#### [EXERCISE OBJECTIVE]
Could you set down exactly the lines of the data below, starting at the one that holds "referenced source that" and ending at the one that holds "an empty layer.", both included, and only those?

#### [DATA FOR ANALYSIS]
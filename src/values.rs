// Copyright (c) 2025 Erick Bourgeois, firestoned
// SPDX-License-Identifier: MIT

//! Layered merging of app configuration sources.
//!
//! Every App's effective configuration is assembled from up to four layers of
//! config maps and up to three layers of secrets, all read from the
//! management cluster. Layers are folded weakest-first with a deep merge;
//! the output is canonical YAML with sorted keys at every level, so equal
//! inputs always serialize to byte-identical bytes.
//!
//! Precedence, strongest wins:
//!
//! | Layer | Config map side | Secret side |
//! |---|---|---|
//! | strongest | user config map | user secret |
//! | | app-level config map | app-level secret |
//! | | `${namespace}-cluster-values` | — |
//! | weakest | catalog config map | catalog secret |
//!
//! A referenced source that does not exist is a [`Error::NotFound`]; the
//! calling unit downgrades that to a warning and skips the write. The
//! cluster-values config map is looked up by convention and its absence is
//! simply an empty layer.

use k8s_openapi::api::core::v1::{ConfigMap, Secret};
use kube::{Api, Client};
use serde_yaml::{Mapping, Value};
use tracing::debug;

use crate::constants::VALUES_KEY;
use crate::crd::{App, Catalog, NamespacedObjectRef};
use crate::errors::{is_kube_not_found, Error, Result};
use crate::key;

/// Merge all config-map layers for an App into canonical YAML.
///
/// Returns `Ok(None)` when no layer contributed any data, which the caller
/// treats as "no config map should exist". When at least one layer
/// contributed, the operator baseline (`{image: {registry: ...}}`) is merged
/// underneath as the weakest layer.
///
/// # Errors
///
/// Returns [`Error::NotFound`] when a referenced source is absent, and
/// [`Error::WrongType`] when a source holds YAML that is not a mapping.
pub async fn merge_config_map_data(
    client: &Client,
    app: &App,
    catalog: &Catalog,
    image_registry: &str,
) -> Result<Option<String>> {
    let mut layers: Vec<Value> = Vec::new();

    if let Some(source) = key::catalog_config_map(catalog) {
        layers.extend(read_config_map_layer(client, source, true).await?);
    }

    let cluster_values = NamespacedObjectRef {
        name: key::cluster_values_config_map_name(app),
        namespace: kube::ResourceExt::namespace(app).unwrap_or_default(),
    };
    layers.extend(read_config_map_layer(client, &cluster_values, false).await?);

    if let Some(source) = key::app_config_map(app) {
        layers.extend(read_config_map_layer(client, source, true).await?);
    }

    if let Some(source) = key::user_config_map(app) {
        layers.extend(read_config_map_layer(client, source, true).await?);
    }

    if layers.iter().all(is_empty_tree) {
        return Ok(None);
    }

    let mut merged = baseline_values(image_registry);
    for layer in layers {
        merged = deep_merge(merged, layer);
    }

    Ok(Some(canonical_yaml(&merged)?))
}

/// Merge all secret layers for an App into canonical YAML bytes.
///
/// Returns `Ok(None)` when no layer contributed any data. The secret merge is
/// independent of the config-map merge and carries no baseline layer.
///
/// # Errors
///
/// Returns [`Error::NotFound`] when a referenced secret is absent, and
/// [`Error::WrongType`] when a secret holds YAML that is not a mapping.
pub async fn merge_secret_data(
    client: &Client,
    app: &App,
    catalog: &Catalog,
) -> Result<Option<Vec<u8>>> {
    let mut layers: Vec<Value> = Vec::new();

    if let Some(source) = key::catalog_secret(catalog) {
        layers.extend(read_secret_layer(client, source).await?);
    }

    if let Some(source) = key::app_secret(app) {
        layers.extend(read_secret_layer(client, source).await?);
    }

    if let Some(source) = key::user_secret(app) {
        layers.extend(read_secret_layer(client, source).await?);
    }

    if layers.iter().all(is_empty_tree) {
        return Ok(None);
    }

    let mut merged = Value::Mapping(Mapping::new());
    for layer in layers {
        merged = deep_merge(merged, layer);
    }

    Ok(Some(canonical_yaml(&merged)?.into_bytes()))
}

/// Deep-merge two YAML trees, `overlay` winning on conflicts.
///
/// Mapping nodes merge key-by-key recursively; any other pairing (scalars,
/// sequences, mapping-vs-scalar) replaces the base wholesale, so the merge is
/// total for arbitrarily shaped inputs.
#[must_use]
pub fn deep_merge(base: Value, overlay: Value) -> Value {
    match (base, overlay) {
        (Value::Mapping(mut base_map), Value::Mapping(overlay_map)) => {
            for (k, v) in overlay_map {
                match base_map.remove(&k) {
                    Some(existing) => {
                        base_map.insert(k, deep_merge(existing, v));
                    }
                    None => {
                        base_map.insert(k, v);
                    }
                }
            }
            Value::Mapping(base_map)
        }
        (_, overlay) => overlay,
    }
}

/// Serialize a YAML tree with keys sorted at every level.
///
/// Sorting makes the output a fixed point: decoding and re-encoding the
/// result yields the same bytes.
///
/// # Errors
///
/// Returns [`Error::Yaml`] when serialization fails.
pub fn canonical_yaml(value: &Value) -> Result<String> {
    Ok(serde_yaml::to_string(&canonicalize(value))?)
}

fn canonicalize(value: &Value) -> Value {
    match value {
        Value::Mapping(map) => {
            let mut entries: Vec<(Value, Value)> = map
                .iter()
                .map(|(k, v)| (k.clone(), canonicalize(v)))
                .collect();
            entries.sort_by(|(a, _), (b, _)| key_string(a).cmp(&key_string(b)));
            Value::Mapping(entries.into_iter().collect())
        }
        Value::Sequence(seq) => Value::Sequence(seq.iter().map(canonicalize).collect()),
        other => other.clone(),
    }
}

fn key_string(key: &Value) -> String {
    match key {
        Value::String(s) => s.clone(),
        other => serde_yaml::to_string(other).unwrap_or_default(),
    }
}

/// Operator-level baseline merged underneath every non-empty config merge.
fn baseline_values(image_registry: &str) -> Value {
    let mut image = Mapping::new();
    image.insert(
        Value::String("registry".to_string()),
        Value::String(image_registry.to_string()),
    );
    let mut root = Mapping::new();
    root.insert(Value::String("image".to_string()), Value::Mapping(image));
    Value::Mapping(root)
}

fn is_empty_tree(value: &Value) -> bool {
    match value {
        Value::Null => true,
        Value::Mapping(map) => map.is_empty(),
        _ => false,
    }
}

/// Read one config-map layer. `required` distinguishes explicitly referenced
/// sources (absence is an error) from conventional ones (absence is empty).
async fn read_config_map_layer(
    client: &Client,
    source: &NamespacedObjectRef,
    required: bool,
) -> Result<Option<Value>> {
    let api: Api<ConfigMap> = Api::namespaced(client.clone(), &source.namespace);

    let config_map = match api.get(&source.name).await {
        Ok(cm) => cm,
        Err(err) if is_kube_not_found(&err) => {
            if required {
                return Err(Error::NotFound(format!(
                    "config map {}/{}",
                    source.namespace, source.name
                )));
            }
            debug!(
                name = %source.name,
                namespace = %source.namespace,
                "optional config map not found, treating as empty layer"
            );
            return Ok(None);
        }
        Err(err) => return Err(err.into()),
    };

    let Some(raw) = config_map.data.as_ref().and_then(|d| d.get(VALUES_KEY)) else {
        return Ok(None);
    };

    parse_tree(raw.as_bytes(), &source.name).map(Some)
}

/// Read one secret layer. Secret sources are always explicitly referenced,
/// so absence is an error.
async fn read_secret_layer(client: &Client, source: &NamespacedObjectRef) -> Result<Option<Value>> {
    let api: Api<Secret> = Api::namespaced(client.clone(), &source.namespace);

    let secret = match api.get(&source.name).await {
        Ok(secret) => secret,
        Err(err) if is_kube_not_found(&err) => {
            return Err(Error::NotFound(format!(
                "secret {}/{}",
                source.namespace, source.name
            )));
        }
        Err(err) => return Err(err.into()),
    };

    let Some(raw) = secret.data.as_ref().and_then(|d| d.get(VALUES_KEY)) else {
        return Ok(None);
    };

    parse_tree(&raw.0, &source.name).map(Some)
}

/// Decode one source document into a string-keyed tree.
fn parse_tree(raw: &[u8], source_name: &str) -> Result<Value> {
    let value: Value = serde_yaml::from_slice(raw)?;
    match value {
        Value::Null => Ok(Value::Mapping(Mapping::new())),
        Value::Mapping(_) => Ok(value),
        other => Err(Error::WrongType {
            expected: "YAML mapping",
            got: format!("{other:?} in source {source_name}"),
        }),
    }
}

#[cfg(test)]
#[path = "values_tests.rs"]
mod values_tests;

#### [WRITTEN RESPONSE]
//! A referenced source that does not exist is a [`Error::NotFound`]; the
//! calling unit downgrades that to a warning and skips the write. The
//! cluster-values config map is looked up by convention and its absence is
//! simply an empty layer.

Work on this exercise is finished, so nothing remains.